[DATA FOR PROCESSING Boundary: Start]

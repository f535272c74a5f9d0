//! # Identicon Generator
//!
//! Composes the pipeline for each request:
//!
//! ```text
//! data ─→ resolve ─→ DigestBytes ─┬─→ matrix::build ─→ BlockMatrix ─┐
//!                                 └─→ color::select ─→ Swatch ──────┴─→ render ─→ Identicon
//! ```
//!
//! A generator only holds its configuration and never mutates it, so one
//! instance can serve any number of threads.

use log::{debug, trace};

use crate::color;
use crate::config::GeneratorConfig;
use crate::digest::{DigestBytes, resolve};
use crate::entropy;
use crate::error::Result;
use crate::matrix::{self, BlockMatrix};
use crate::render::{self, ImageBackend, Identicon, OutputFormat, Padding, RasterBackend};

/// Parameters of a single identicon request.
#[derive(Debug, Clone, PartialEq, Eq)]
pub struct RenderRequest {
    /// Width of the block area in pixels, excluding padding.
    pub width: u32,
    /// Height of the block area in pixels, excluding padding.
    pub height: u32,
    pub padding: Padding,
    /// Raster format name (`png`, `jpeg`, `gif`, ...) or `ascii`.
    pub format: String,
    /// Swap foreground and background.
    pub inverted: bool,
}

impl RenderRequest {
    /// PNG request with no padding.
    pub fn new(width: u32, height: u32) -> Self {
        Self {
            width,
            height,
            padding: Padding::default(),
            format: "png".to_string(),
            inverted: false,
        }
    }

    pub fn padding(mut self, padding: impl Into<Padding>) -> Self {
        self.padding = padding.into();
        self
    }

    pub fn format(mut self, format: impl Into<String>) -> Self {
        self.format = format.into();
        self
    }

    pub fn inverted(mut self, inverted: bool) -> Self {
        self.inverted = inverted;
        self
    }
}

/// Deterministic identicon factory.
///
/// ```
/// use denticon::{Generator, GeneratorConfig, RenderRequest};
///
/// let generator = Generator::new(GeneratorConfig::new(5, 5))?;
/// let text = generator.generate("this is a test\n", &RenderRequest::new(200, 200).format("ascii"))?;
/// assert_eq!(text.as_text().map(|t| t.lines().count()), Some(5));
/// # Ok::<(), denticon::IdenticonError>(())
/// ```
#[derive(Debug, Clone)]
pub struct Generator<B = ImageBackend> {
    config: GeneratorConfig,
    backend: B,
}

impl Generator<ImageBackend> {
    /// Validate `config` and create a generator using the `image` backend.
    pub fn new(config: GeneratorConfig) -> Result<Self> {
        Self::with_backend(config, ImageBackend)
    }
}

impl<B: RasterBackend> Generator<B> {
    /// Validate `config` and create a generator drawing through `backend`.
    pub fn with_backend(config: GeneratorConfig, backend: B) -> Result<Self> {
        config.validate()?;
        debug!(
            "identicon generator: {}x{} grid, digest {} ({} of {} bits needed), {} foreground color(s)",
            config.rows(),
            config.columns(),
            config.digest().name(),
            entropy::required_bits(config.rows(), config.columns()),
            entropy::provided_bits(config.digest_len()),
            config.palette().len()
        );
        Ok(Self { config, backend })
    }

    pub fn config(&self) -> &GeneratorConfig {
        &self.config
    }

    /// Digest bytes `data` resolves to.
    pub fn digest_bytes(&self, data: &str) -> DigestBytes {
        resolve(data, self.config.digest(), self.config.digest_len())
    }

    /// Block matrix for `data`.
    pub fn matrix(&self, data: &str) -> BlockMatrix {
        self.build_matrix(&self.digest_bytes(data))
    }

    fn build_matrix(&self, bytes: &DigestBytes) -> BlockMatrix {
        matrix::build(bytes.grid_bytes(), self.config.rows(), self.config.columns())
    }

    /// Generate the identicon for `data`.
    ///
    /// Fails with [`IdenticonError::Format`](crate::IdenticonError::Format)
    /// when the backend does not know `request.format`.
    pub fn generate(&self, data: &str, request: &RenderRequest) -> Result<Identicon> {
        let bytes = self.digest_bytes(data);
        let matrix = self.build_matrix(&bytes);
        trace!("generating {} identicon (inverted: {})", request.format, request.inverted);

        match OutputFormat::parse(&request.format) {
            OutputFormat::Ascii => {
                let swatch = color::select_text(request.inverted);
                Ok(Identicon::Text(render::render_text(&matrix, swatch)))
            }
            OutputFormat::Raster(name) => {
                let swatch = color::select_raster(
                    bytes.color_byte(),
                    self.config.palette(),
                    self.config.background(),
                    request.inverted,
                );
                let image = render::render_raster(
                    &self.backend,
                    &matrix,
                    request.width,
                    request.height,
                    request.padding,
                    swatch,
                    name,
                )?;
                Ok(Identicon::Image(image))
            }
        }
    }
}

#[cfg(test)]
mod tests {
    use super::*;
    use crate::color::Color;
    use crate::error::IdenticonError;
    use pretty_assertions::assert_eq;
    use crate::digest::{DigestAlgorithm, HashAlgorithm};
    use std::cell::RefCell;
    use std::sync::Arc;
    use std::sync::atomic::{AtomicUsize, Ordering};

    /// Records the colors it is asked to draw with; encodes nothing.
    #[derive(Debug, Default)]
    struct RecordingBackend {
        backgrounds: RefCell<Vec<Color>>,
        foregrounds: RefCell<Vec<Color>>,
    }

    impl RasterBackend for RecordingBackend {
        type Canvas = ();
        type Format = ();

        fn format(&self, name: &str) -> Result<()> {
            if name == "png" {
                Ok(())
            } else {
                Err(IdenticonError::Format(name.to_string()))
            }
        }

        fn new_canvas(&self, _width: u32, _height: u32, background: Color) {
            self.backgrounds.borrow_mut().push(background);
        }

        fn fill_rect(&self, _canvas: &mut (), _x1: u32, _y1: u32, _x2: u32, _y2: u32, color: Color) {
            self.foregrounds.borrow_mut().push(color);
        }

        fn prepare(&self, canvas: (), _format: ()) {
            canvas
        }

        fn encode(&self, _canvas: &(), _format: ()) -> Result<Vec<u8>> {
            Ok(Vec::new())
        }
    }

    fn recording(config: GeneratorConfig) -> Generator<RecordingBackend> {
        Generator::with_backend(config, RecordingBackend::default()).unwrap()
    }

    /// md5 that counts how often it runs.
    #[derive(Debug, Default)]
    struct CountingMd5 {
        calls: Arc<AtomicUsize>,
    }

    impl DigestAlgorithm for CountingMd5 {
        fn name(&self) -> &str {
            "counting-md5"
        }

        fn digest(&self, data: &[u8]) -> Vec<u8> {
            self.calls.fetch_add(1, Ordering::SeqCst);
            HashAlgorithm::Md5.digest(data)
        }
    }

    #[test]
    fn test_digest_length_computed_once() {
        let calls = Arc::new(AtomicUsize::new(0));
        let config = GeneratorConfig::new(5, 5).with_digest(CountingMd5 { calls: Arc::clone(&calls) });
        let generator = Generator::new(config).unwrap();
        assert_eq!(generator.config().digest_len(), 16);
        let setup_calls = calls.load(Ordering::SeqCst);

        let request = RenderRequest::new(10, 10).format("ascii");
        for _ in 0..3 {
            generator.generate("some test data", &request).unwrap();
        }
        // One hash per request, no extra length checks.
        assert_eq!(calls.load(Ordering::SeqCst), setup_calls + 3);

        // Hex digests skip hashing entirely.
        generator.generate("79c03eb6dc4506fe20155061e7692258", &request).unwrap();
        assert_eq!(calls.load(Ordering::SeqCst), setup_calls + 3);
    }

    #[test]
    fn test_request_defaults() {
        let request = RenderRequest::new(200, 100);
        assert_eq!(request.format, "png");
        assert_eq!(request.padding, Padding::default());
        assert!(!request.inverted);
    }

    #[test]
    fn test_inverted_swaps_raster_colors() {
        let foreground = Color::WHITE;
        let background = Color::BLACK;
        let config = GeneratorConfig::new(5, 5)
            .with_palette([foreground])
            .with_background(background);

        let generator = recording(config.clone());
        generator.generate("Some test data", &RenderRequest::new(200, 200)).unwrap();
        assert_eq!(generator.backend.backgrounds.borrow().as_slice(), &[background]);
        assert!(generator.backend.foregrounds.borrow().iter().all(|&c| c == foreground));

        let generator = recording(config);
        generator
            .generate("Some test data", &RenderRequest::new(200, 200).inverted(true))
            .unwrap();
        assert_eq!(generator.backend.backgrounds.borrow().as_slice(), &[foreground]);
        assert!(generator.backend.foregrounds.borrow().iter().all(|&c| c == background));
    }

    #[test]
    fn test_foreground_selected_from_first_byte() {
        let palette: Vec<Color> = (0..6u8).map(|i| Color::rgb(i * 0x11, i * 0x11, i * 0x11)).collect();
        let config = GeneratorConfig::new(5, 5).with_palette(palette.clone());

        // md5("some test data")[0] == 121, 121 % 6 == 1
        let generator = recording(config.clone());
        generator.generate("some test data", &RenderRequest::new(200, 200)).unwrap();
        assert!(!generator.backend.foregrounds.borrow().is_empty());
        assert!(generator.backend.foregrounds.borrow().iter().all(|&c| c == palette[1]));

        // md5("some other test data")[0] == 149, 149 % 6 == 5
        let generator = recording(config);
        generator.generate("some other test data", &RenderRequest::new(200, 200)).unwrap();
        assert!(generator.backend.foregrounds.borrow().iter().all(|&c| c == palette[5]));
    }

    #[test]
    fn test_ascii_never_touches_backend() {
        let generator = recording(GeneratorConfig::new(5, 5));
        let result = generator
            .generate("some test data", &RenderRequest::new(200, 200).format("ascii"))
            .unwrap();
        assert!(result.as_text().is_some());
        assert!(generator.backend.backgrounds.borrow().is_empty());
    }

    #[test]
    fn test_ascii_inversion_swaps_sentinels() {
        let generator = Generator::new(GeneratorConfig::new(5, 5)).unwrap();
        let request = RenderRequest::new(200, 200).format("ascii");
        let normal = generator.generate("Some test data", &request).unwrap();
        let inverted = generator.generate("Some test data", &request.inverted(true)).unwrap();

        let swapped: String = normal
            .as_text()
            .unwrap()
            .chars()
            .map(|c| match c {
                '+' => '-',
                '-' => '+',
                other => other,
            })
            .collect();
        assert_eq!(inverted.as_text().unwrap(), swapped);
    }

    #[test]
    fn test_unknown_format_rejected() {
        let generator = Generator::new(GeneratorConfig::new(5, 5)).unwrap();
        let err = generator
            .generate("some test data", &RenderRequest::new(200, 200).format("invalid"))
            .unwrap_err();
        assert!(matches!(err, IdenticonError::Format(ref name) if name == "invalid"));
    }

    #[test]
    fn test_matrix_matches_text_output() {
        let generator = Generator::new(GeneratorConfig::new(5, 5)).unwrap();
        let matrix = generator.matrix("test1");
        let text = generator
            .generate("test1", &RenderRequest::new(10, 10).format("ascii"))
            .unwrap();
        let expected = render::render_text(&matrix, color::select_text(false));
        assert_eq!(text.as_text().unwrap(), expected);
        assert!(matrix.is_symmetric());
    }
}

[DATA FOR PROCESSING Boundary: End]

■ PROBLEM TO WORK ON ■
Every line in the data above that contains the word "swapped" should be copied.

■ TASK SOLUTION ■
        let swapped: String = normal
        assert_eq!(inverted.as_text().unwrap(), swapped);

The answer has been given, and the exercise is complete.